### WHAT TO DO
The data below holds a line containing "one of them." and a line containing "debug!(%env_id, descriptors = descriptors.len(), offers"; please quote exactly those two lines and every line between them, and nothing else.

[Start of section]

//! Task manager.
//!
//! Owns the lifecycle of tasks after placement: acquiring tasks for an
//! environment (reusing idle ones first, deploying the rest), pushing
//! configuration and transitions through the command queue, releasing and
//! killing, and folding cluster status updates into the roster and roles.
//!
//! Lifecycle requests arrive on a bounded message queue
//! ([`TaskmanHandle`]) or as direct calls; status and state updates are
//! applied inline by the queue worker.

use std::collections::{BTreeSet, HashMap, HashSet};
use std::sync::Arc;
use std::time::{Duration, Instant};

use offergrid_control::{Command, CommandQueue, CommandTarget, Response};
use offergrid_core::channel::{GLOBAL_PREFIX, PropertyMap, bind_map_key, merge_inbound, merge_outbound};
use offergrid_core::{BindMap, ControlMode, Event, State, Status};
use offergrid_roster::{Descriptor, RosterError, Task};
use tokio::sync::{Mutex, Notify, mpsc, oneshot};
use tokio::task::JoinSet;
use tracing::{debug, error, info, warn};

use crate::acks::SafeAcks;
use crate::cluster::{TaskState, TaskStatusUpdate};
use crate::context::SchedulerContext;
use crate::error::{DeploymentError, SchedulerError, SchedulerResult};
use crate::metrics;
use crate::scheduler::Deployer;

/// Outcome of a kill request.
#[derive(Debug, Clone, Default, PartialEq)]
pub struct KillReport {
    /// Removed from the roster, either killed or already inactive.
    pub killed: Vec<String>,
    /// Kill not confirmed; still in the roster.
    pub running: Vec<String>,
    /// Task id → why its kill failed.
    pub failures: Vec<(String, String)>,
}

impl KillReport {
    pub fn is_ok(&self) -> bool {
        self.failures.is_empty()
    }
}

pub struct TaskManager {
    ctx: SchedulerContext,
    deployer: Deployer,
    commands: CommandQueue,
    acks: Arc<SafeAcks>,
    /// Held by acquisitions and kill passes, so tasks claimed or launched
    /// for an acquisition cannot be killed before they are locked.
    ownership_lock: Mutex<()>,
    state_changed: Notify,
    /// RUNNING updates that arrived before their task was adopted.
    early_status: Mutex<HashMap<String, (Instant, TaskStatusUpdate)>>,
}
//! Scheduler: the event loop between the cluster manager and the task
//! manager.
//!
//! The `Scheduler`:
//! - Runs one offers round per batch of offers, matching it against the
//!   oldest pending deployment request
//! - ACCEPTs offers that received launches and DECLINEs all the others
//! - Routes status updates to kill acks and the task manager queue
//! - Routes executor replies to the servent and state changes to the
//!   task manager

use std::collections::HashSet;
use std::sync::Arc;
use std::time::Duration;

use offergrid_control::{CommandQueue, CommandTarget, Servent};
use offergrid_placement::{MatchOutcome, Matcher, MatcherConfig, Offer};
use offergrid_roster::Descriptor;
use tokio::sync::{Mutex, mpsc, oneshot, watch};
use tokio::time::Instant;
use tracing::{debug, error, info, warn};

use crate::acks::SafeAcks;
use crate::cluster::{ClusterEvent, ClusterManager};
use crate::context::SchedulerContext;
use crate::error::{SchedulerError, SchedulerResult};
use crate::hooks::{HookRegistry, RunHooks, TriggerHookTasks};
use crate::manager::{TaskManager, TaskmanHandle, TaskmanMessage};
use crate::metrics;
use crate::transport::{CommandTransport, ExecutorMessage};

/// Pending deployment requests beyond this are refused.
const REQUEST_QUEUE_CAPACITY: usize = 16;

/// A deployment waiting for the next offers round.
pub struct DeploymentRequest {
    pub env_id: String,
    pub descriptors: Vec<Descriptor>,
    pub reply: oneshot::Sender<MatchOutcome>,
}

/// Submits deployment requests to the offers loop and revives offers.
#[derive(Clone)]
pub struct Deployer {
    requests: mpsc::Sender<DeploymentRequest>,
    cluster: Arc<dyn ClusterManager>,
    revive: Arc<ReviveLimiter>,
    wait: Duration,
}

impl Deployer {
    pub fn new(
        requests: mpsc::Sender<DeploymentRequest>,
        cluster: Arc<dyn ClusterManager>,
        revive: ReviveLimiter,
        wait: Duration,
    ) -> Self {
        Self {
            requests,
            cluster,
            revive: Arc::new(revive),
            wait,
        }
    }

    /// Ask the cluster manager for offers again, unless rate limited.
    pub async fn revive(&self) {
        if !self.revive.try_acquire().await {
            debug!("revive skipped, rate limited");
            return;
        }
        if let Err(e) = self.cluster.revive().await {
            warn!(error = %e, "revive failed");
        }
    }

    /// Queue a request and wait for the round that serves it.
    pub async fn deploy(&self, env_id: &str, descriptors: Vec<Descriptor>) -> SchedulerResult<MatchOutcome> {
        let (reply, rx) = oneshot::channel();
        let request = DeploymentRequest {
            env_id: env_id.to_string(),
            descriptors,
            reply,
        };
        self.requests.try_send(request).map_err(|e| match e {
            mpsc::error::TrySendError::Full(_) => SchedulerError::QueueFull,
            mpsc::error::TrySendError::Closed(_) => SchedulerError::Shutdown,
        })?;

        match tokio::time::timeout(self.wait, rx).await {
            Ok(Ok(outcome)) => Ok(outcome),
            Ok(Err(_)) => Err(SchedulerError::Shutdown),
            Err(_) => Err(SchedulerError::Timeout(format!(
                "no offers round for environment {env_id} within {:?}",
                self.wait
            ))),
        }
    }
}

/// Token bucket: `capacity` tokens, one more every `refill`.
pub struct ReviveLimiter {
    capacity: u32,
    refill: Duration,
    bucket: Mutex<Bucket>,
}

struct Bucket {
    tokens: u32,
    last: Instant,
}

impl ReviveLimiter {
    pub fn new(capacity: u32, refill: Duration) -> Self {
        Self {
            capacity,
            refill,
            bucket: Mutex::new(Bucket {
                tokens: capacity,
                last: Instant::now(),
            }),
        }
    }

    pub async fn try_acquire(&self) -> bool {
        let mut bucket = self.bucket.lock().await;
        let now = Instant::now();
        if self.refill.is_zero() {
            bucket.tokens = self.capacity;
        } else {
            let earned = now.duration_since(bucket.last).as_nanos() / self.refill.as_nanos();
            if earned > 0 {
                let earned = u32::try_from(earned).unwrap_or(u32::MAX);
                bucket.tokens = bucket.tokens.saturating_add(earned).min(self.capacity);
                bucket.last = now;
            }
        }
        if bucket.tokens == 0 {
            return false;
        }
        bucket.tokens -= 1;
        true
    }
}

pub struct Scheduler {
    ctx: SchedulerContext,
    servent: Arc<Servent>,
    commands: CommandQueue,
    acks: Arc<SafeAcks>,
    matcher: Matcher,
    deployer: Deployer,
    requests: Mutex<mpsc::Receiver<DeploymentRequest>>,
    taskman: Arc<TaskManager>,
    handle: TaskmanHandle,
    hooks: Arc<RunHooks>,
}

impl Scheduler {
    /// Build the scheduler and start its command and task manager
    /// workers. Must be called from within a tokio runtime.
    pub fn new(ctx: SchedulerContext) -> Arc<Self> {
        let config = ctx.config.clone();
        let transport = Arc::new(CommandTransport::new(ctx.cluster.clone()));
        let servent = Arc::new(Servent::new(transport));
        let (commands, _worker) = CommandQueue::start(servent.clone(), config.command_queue_capacity);

        let (request_tx, request_rx) = mpsc::channel(REQUEST_QUEUE_CAPACITY);
        let deployer = Deployer::new(
            request_tx,
            ctx.cluster.clone(),
            ReviveLimiter::new(config.revive_tokens, config.revive_refill()),
            config.offer_wait_timeout(),
        );

        let acks = Arc::new(SafeAcks::new());
        let taskman = Arc::new(TaskManager::new(
            ctx.clone(),
            deployer.clone(),
            commands.clone(),
            acks.clone(),
        ));
        let (handle, _taskman_worker) = TaskmanHandle::start(taskman.clone(), config.taskman_queue_capacity);

        let registry = HookRegistry::new();
        registry.register_all(Arc::new(TriggerHookTasks::new(taskman.clone())));
        let hooks = Arc::new(RunHooks::new(registry));

        let matcher = Matcher::new(ctx.classes.clone(), ctx.agents.clone(), MatcherConfig::from(config.as_ref()));

        info!(
            command_queue = config.command_queue_capacity,
            taskman_queue = config.taskman_queue_capacity,
            "scheduler created"
        );
        Arc::new(Self {
            ctx,
            servent,
            commands,
            acks,
            matcher,
            deployer,
            requests: Mutex::new(request_rx),
            taskman,
            handle,
            hooks,
        })
    }

    pub fn context(&self) -> &SchedulerContext {
        &self.ctx
    }

    pub fn taskman(&self) -> &Arc<TaskManager> {
        &self.taskman
    }

    pub fn handle(&self) -> TaskmanHandle {
        self.handle.clone()
    }

    pub fn hooks(&self) -> &Arc<RunHooks> {
        &self.hooks
    }

    pub fn commands(&self) -> &CommandQueue {
        &self.commands
    }

    /// Deploy `descriptors` in the next offers round.
    pub async fn deploy(&self, env_id: &str, descriptors: Vec<Descriptor>) -> SchedulerResult<MatchOutcome> {
        self.deployer.deploy(env_id, descriptors).await
    }

    /// Consume cluster events until the stream ends or `shutdown` fires.
    pub async fn run(self: Arc<Self>, mut events: mpsc::Receiver<ClusterEvent>, mut shutdown: watch::Receiver<bool>) {
        info!("scheduler started");
        loop {
            tokio::select! {
                event = events.recv() => match event {
                    Some(event) => self.dispatch(event).await,
                    None => {
                        info!("cluster event stream closed");
                        break;
                    }
                },
                _ = shutdown.changed() => {
                    info!("shutdown signal received");
                    break;
                }
            }
        }
        self.commands.stop();
        info!("scheduler stopped");
    }

    async fn dispatch(self: &Arc<Self>, event: ClusterEvent) {
        match event {
            ClusterEvent::Offers(offers) => {
                let this = self.clone();
                tokio::spawn(async move { this.offer_round(offers).await });
            }
            ClusterEvent::Update(update) => {
                if update.state.is_terminal() && self.acks.ack(&update.task_id).await {
                    debug!(task_id = %update.task_id, "kill acknowledged");
                }
                if let Err(e) = self.handle.send(TaskmanMessage::StatusUpdate(update)) {
                    error!(error = %e, "dropping status update");
                }
            }
            ClusterEvent::Message {
                agent_id,
                executor_id,
                data,
            } => self.handle_message(agent_id, executor_id, &data).await,
            ClusterEvent::Failure { agent_id, executor_id } => {
                warn!(%agent_id, executor_id = ?executor_id, "agent or executor failure");
                self.ctx.metrics.counter(metrics::CLUSTER_FAILURES, 1);
            }
        }
    }

    async fn handle_message(&self, agent_id: String, executor_id: String, data: &[u8]) {
        match ExecutorMessage::decode(data) {
            Ok(ExecutorMessage::Response(resp)) => {
                let target = CommandTarget::new(agent_id, executor_id, resp.task_id.clone());
                self.servent.process_response(resp, target).await;
            }
            Ok(ExecutorMessage::StateChanged(changed)) => {
                let msg = TaskmanMessage::StateUpdate {
                    task_id: changed.task_id,
                    state: changed.state,
                };
                if let Err(e) = self.handle.send(msg) {
                    error!(error = %e, "dropping task state update");
                }
            }
            Err(e) => warn!(%agent_id, %executor_id, error = %e, "undecodable executor message"),
        }
    }

    /// Match one batch of offers, then ACCEPT or DECLINE every one of them.
    async fn offer_round(&self, offers: Vec<Offer>) {
        let started = Instant::now();
        self.ctx.metrics.counter(metrics::OFFERS_RECEIVED, offers.len() as u64);

        let (mut outcome, reply) = match self.next_request().await {
            Some(DeploymentRequest {
                env_id,
                descriptors,
                reply,
            }) => {
                debug!(%env_id, descriptors = descriptors.len(), offers = offers.len(), "offers round");
                (self.matcher.match_offers(&env_id, descriptors, offers).await, Some(reply))
            }
            None => (MatchOutcome::decline_all(&offers), None),
        };

        let mut failed: HashSet<String> = HashSet::new();
        let mut launched = 0usize;
        for accept in std::mem::take(&mut outcome.accepts) {
            let task_ids: Vec<String> = accept.launches.iter().map(|l| l.task_id.clone()).collect();
            match self.ctx.cluster.accept(&accept.offer_id, accept.launches.clone()).await {
                Ok(()) => {
                    info!(offer_id = %accept.offer_id, hostname = %accept.hostname, tasks = task_ids.len(), "offer accepted");
                    launched += task_ids.len();
                    outcome.accepts.push(accept);
                }
                Err(e) => {
                    error!(offer_id = %accept.offer_id, error = %e, "accept failed");
                    failed.extend(task_ids);
                }
            }
        }
        if !failed.is_empty() {
            let (lost, kept): (Vec<_>, Vec<_>) = std::mem::take(&mut outcome.deployed)
                .into_iter()
                .partition(|(task, _)| failed.contains(&task.task_id));
            outcome.deployed = kept;
            outcome.undeployed.extend(lost.into_iter().map(|(_, d)| d));
        }

        self.taskman
            .adopt_launched(outcome.deployed.iter().map(|(t, _)| t.clone()).collect())
            .await;

        if !outcome.declines.is_empty() {
            if let Err(e) = self.ctx.cluster.decline(&outcome.declines).await {
                warn!(offers = outcome.declines.len(), error = %e, "decline failed");
            }
        }

        let m = &self.ctx.metrics;
        m.counter(metrics::OFFERS_DECLINED, outcome.declines.len() as u64);
        m.counter(metrics::TASKS_LAUNCHED, launched as u64);
        m.histogram(metrics::LAUNCHES_PER_OFFER_CYCLE, launched as f64);
        m.histogram(metrics::OFFER_ROUND_SECONDS, started.elapsed().as_secs_f64());

        if let Some(reply) = reply {
            if reply.send(outcome).is_err() {
                warn!("deployment requester went away, launched tasks stay idle");
            }
        }
    }

    /// Oldest request whose requester is still waiting.
    async fn next_request(&self) -> Option<DeploymentRequest> {
        let mut requests = self.requests.lock().await;
        while let Ok(request) = requests.try_recv() {
            if request.reply.is_closed() {
                debug!(env_id = %request.env_id, "skipping abandoned deployment request");
                continue;
            }
            return Some(request);
        }
        None
    }
}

[End of section]

### EXERCISE SOLUTION
    /// Match one batch of offers, then ACCEPT or DECLINE every one of them.
    async fn offer_round(&self, offers: Vec<Offer>) {
        let started = Instant::now();
        self.ctx.metrics.counter(metrics::OFFERS_RECEIVED, offers.len() as u64);

        let (mut outcome, reply) = match self.next_request().await {
            Some(DeploymentRequest {
                env_id,
                descriptors,
                reply,
            }) => {
                debug!(%env_id, descriptors = descriptors.len(), offers = offers.len(), "offers round");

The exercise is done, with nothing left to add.